*WHAT IS REQUIRED*
Provide an exact copy of the lines from the beginning of the records through the line that includes "with their notifications", and of no others.

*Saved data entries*
· · ·
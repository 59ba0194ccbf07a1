//! Plan and diff display

use colored::Colorize;
use declarative::{ActionDiff, DiffSummary, ExecutionPlan, ResourceState, Timing};
use similar::{ChangeTag, TextDiff};
use std::collections::BTreeMap;

/// Display the ordered steps of a plan with their notifications
pub fn display_plan(plan: &ExecutionPlan) {
    println!();
    for (index, step) in plan.steps.iter().enumerate() {
        let marker = if step.action.is_fatal() {
            "✗".red()
        } else {
            "•".cyan()
        };
        println!(
            "  {} {:>2}. {:<48} {}",
            marker,
            index + 1,
            step.id(),
            step.action.description().dimmed()
        );
        for notify in &step.notifies {
            let timing = match notify.timing {
                Timing::Immediate => "immediately".yellow(),
                Timing::Deferred => "at end".dimmed(),
            };
            println!("         {} notifies {} {}", "↳".dimmed(), notify.handler, timing);
        }
    }

    if !plan.handlers.is_empty() {
        println!();
        println!("  {}", "Handlers".bold());
        for (name, action) in &plan.handlers {
            println!("    {:<16} {}", name, action.description().dimmed());
        }
    }

    if !plan.exports.is_empty() {
        println!();
        println!("  {}", "Exports".bold());
        for (key, value) in &plan.exports {
            println!("    {} = {}", key, value.green());
        }
    }
}

/// Display a list of diffs grouped by kind
pub fn display_diff(diffs: &[ActionDiff]) {
    if diffs.is_empty() {
        println!();
        println!("  {} No changes needed", "✓".green());
        return;
    }

    let mut by_kind: BTreeMap<&str, Vec<&ActionDiff>> = BTreeMap::new();
    for diff in diffs {
        by_kind.entry(diff.kind.as_str()).or_default().push(diff);
    }

    println!();
    println!(
        "┌─ {} ─────────────────────────────────────────┐",
        "Pending Changes".bold()
    );
    println!("│");

    for (kind, kind_diffs) in &by_kind {
        let title = match *kind {
            "package" => "Packages",
            "service" => "Services",
            "file" => "Files",
            "link" => "Sites",
            "template" => "Templates",
            other => other,
        };
        println!("│ {}", title.bold());

        for diff in kind_diffs {
            let symbol = match (&diff.current, &diff.desired) {
                (ResourceState::Absent, ResourceState::Present { .. }) => "+".green(),
                (ResourceState::Present { .. }, ResourceState::Absent) => "-".red(),
                _ => "~".yellow(),
            };
            println!(
                "│   {} {:<44} {}",
                symbol,
                diff.action_id,
                describe_states(&diff.current, &diff.desired).dimmed()
            );
        }
        println!("│");
    }

    let summary = DiffSummary::from_diffs(diffs);
    println!("├─────────────────────────────────────────────────────┤");
    println!(
        "│ Summary: {} changes ({} to add, {} to change, {} to remove)",
        summary.total().to_string().bold(),
        summary.additions.to_string().green(),
        summary.modifications.to_string().yellow(),
        summary.removals.to_string().red()
    );
    println!("└─────────────────────────────────────────────────────┘");
}

fn describe_states(current: &ResourceState, desired: &ResourceState) -> String {
    match (current, desired) {
        (ResourceState::Absent, ResourceState::Present { details }) => details
            .as_ref()
            .map(|d| format!("(absent) → {d}"))
            .unwrap_or_else(|| "(absent)".to_string()),
        (ResourceState::Present { details: from }, ResourceState::Present { details: to }) => {
            format!(
                "{} → {}",
                from.as_deref().unwrap_or("current"),
                to.as_deref().unwrap_or("desired")
            )
        }
        (ResourceState::Modified { from, to }, _) => format!("{from} → {to}"),
        (ResourceState::Present { .. }, ResourceState::Absent) => "(will remove)".to_string(),
        _ => String::new(),
    }
}

/// Changed lines of a file grouped into hunks with three lines of context
fn hunks(old: &str, new: &str) -> Vec<Vec<(ChangeTag, String)>> {
    let diff = TextDiff::from_lines(old, new);
    diff.grouped_ops(3)
        .iter()
        .map(|group| {
            group
                .iter()
                .flat_map(|op| diff.iter_changes(op))
                .map(|change| {
                    let line = change.to_string_lossy();
                    (change.tag(), line.trim_end_matches('\n').to_string())
                })
                .collect()
        })
        .collect()
}

/// Print a colored unified diff of a file
pub fn display_text_diff(path: &str, old: &str, new: &str) {
    if old == new {
        println!("  {} {} is up to date", "✓".green(), path);
        return;
    }

    println!();
    println!("{}", format!("--- a{path}").red());
    println!("{}", format!("+++ b{path}").green());
    for hunk in hunks(old, new) {
        println!("{}", "@@".cyan());
        for (tag, line) in hunk {
            match tag {
                ChangeTag::Delete => println!("{}", format!("-{line}").red()),
                ChangeTag::Insert => println!("{}", format!("+{line}").green()),
                ChangeTag::Equal => println!("{}", format!(" {line}").dimmed()),
            }
        }
    }
}

#[cfg(test)]
mod tests {
    use super::*;

    #[test]
    fn test_hunks() {
        let hunks = hunks("listen 80;\nroot /a;\n", "listen 443 ssl;\nroot /a;\n");
        assert_eq!(hunks.len(), 1);
        assert_eq!(
            hunks[0],
            vec![
                (ChangeTag::Delete, "listen 80;".to_string()),
                (ChangeTag::Insert, "listen 443 ssl;".to_string()),
                (ChangeTag::Equal, "root /a;".to_string()),
            ]
        );
        assert!(super::hunks("same\n", "same\n").is_empty());
    }

    #[test]
    fn test_describe_states() {
        assert_eq!(
            describe_states(
                &ResourceState::Absent,
                &ResourceState::Present {
                    details: Some("fcgiwrap".into())
                }
            ),
            "(absent) → fcgiwrap"
        );
        assert_eq!(
            describe_states(&ResourceState::Present { details: None }, &ResourceState::Absent),
            "(will remove)"
        );
        assert_eq!(
            describe_states(
                &ResourceState::Present {
                    details: Some("stopped".into())
                },
                &ResourceState::Present {
                    details: Some("running".into())
                }
            ),
            "stopped → running"
        );
    }
}
//! Execution engine - runs a plan with confirmation, progress and a summary

use anyhow::Result;
use colored::Colorize;
use declarative::{
    Action, ExecuteOptions, ExecuteSummary, ExecutionPlan, Host, RunError, compute_diffs, execute,
};

use super::differ::{display_diff, display_text_diff};
use super::progress::ApplyProgress;

/// Options for an apply run (adds confirmation and output control)
#[derive(Debug, Clone, Default)]
pub struct ApplyOptions {
    /// Don't make changes, just show what would happen
    pub dry_run: bool,
    /// Skip confirmation prompts
    pub yes: bool,
    /// Verbose output
    pub verbose: bool,
    /// No diff or progress output
    pub quiet: bool,
}

/// How an apply run ended without error
#[derive(Debug)]
pub enum RunOutcome {
    Aborted,
    Completed(ExecuteSummary),
}

/// Reject a plan that carries a fatal step before anything runs
pub fn preflight(plan: &ExecutionPlan) -> Result<(), RunError> {
    let Some(Action::FatalError { message, details }) = plan.fatal_error() else {
        return Ok(());
    };

    for line in details {
        log::error!("{line}");
    }
    Err(RunError::ConfigurationRejected {
        message: message.clone(),
    })
}

/// Show the pending changes, confirm, and execute the plan
pub fn run(plan: &ExecutionPlan, host: Host, opts: &ApplyOptions) -> Result<RunOutcome> {
    preflight(plan)?;
    plan.validate()?;

    let diffs = compute_diffs(plan, &host)?;
    if !opts.quiet {
        display_diff(&diffs);
        preview_templates(plan, &host)?;
    }

    if !diffs.is_empty() && !opts.yes && !opts.dry_run && !confirm_proceed()? {
        println!();
        println!("  {} Aborted", "✗".red());
        return Ok(RunOutcome::Aborted);
    }

    let mut progress = if opts.quiet {
        ApplyProgress::hidden()
    } else {
        println!();
        ApplyProgress::new(plan.len(), opts.verbose)
    };

    let exec_opts = ExecuteOptions {
        dry_run: opts.dry_run,
    };
    let summary = execute(plan, host, &exec_opts, &mut progress)?;

    if !opts.quiet {
        print_summary(&summary, opts.dry_run);
    }
    Ok(RunOutcome::Completed(summary))
}

/// Show how each rendered file would change
fn preview_templates(plan: &ExecutionPlan, host: &Host) -> Result<()> {
    for step in &plan.steps {
        let Action::RenderTemplate {
            path,
            template,
            variables,
            ..
        } = &step.action
        else {
            continue;
        };
        let desired = host.templates.render(template, variables)?;
        let current = host.files.read(path)?.unwrap_or_default();
        if current != desired {
            display_text_diff(&path.display().to_string(), &current, &desired);
        }
    }
    Ok(())
}

/// Confirm with user
fn confirm_proceed() -> Result<bool> {
    use dialoguer::Confirm;

    let confirmed = Confirm::new()
        .with_prompt("Continue?")
        .default(true)
        .interact()?;

    Ok(confirmed)
}

/// Print final summary
pub fn print_summary(summary: &ExecuteSummary, dry_run: bool) {
    println!();
    if dry_run {
        println!(
            "  {} Dry run - {} steps would change",
            "ℹ".blue(),
            summary.skipped
        );
    } else if summary.total_changes() == 0 {
        println!("  {} Already converged, nothing changed", "✓".green().bold());
    } else {
        println!("  {} Configuration applied successfully!", "✓".green().bold());
    }

    if summary.created > 0 {
        println!("    • {} created", summary.created);
    }
    if summary.modified > 0 {
        println!("    • {} modified", summary.modified);
    }
    if summary.removed > 0 {
        println!("    • {} removed", summary.removed);
    }
    if !summary.notified.is_empty() {
        let verb = if dry_run { "would run" } else { "ran" };
        println!("    • handlers {}: {}", verb, summary.notified.join(", "));
    }
}

/// Print what to do about a failed run
pub fn explain_failure(error: &anyhow::Error) {
    let Some(RunError::BackendFailure { error: cause, .. }) = error.downcast_ref::<RunError>()
    else {
        return;
    };
    if let Some(host_error) = cause.downcast_ref::<hostkit::Error>() {
        let category = host_error.category();
        println!(
            "  {} {}: {}",
            "→".cyan(),
            category.description(),
            category.advice()
        );
        if category.is_transient() {
            println!("  {} This is usually temporary; run apply again", "→".cyan());
        }
    }
    println!(
        "  {} Steps before the failure stay applied; deferred reloads were not run",
        "ℹ".blue()
    );
}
· · ·
*TASK RESULT*
repository 59ba0194ccbf07a1
//! Plan and diff display

use colored::Colorize;
use declarative::{ActionDiff, DiffSummary, ExecutionPlan, ResourceState, Timing};
use similar::{ChangeTag, TextDiff};
use std::collections::BTreeMap;

/// Display the ordered steps of a plan with their notifications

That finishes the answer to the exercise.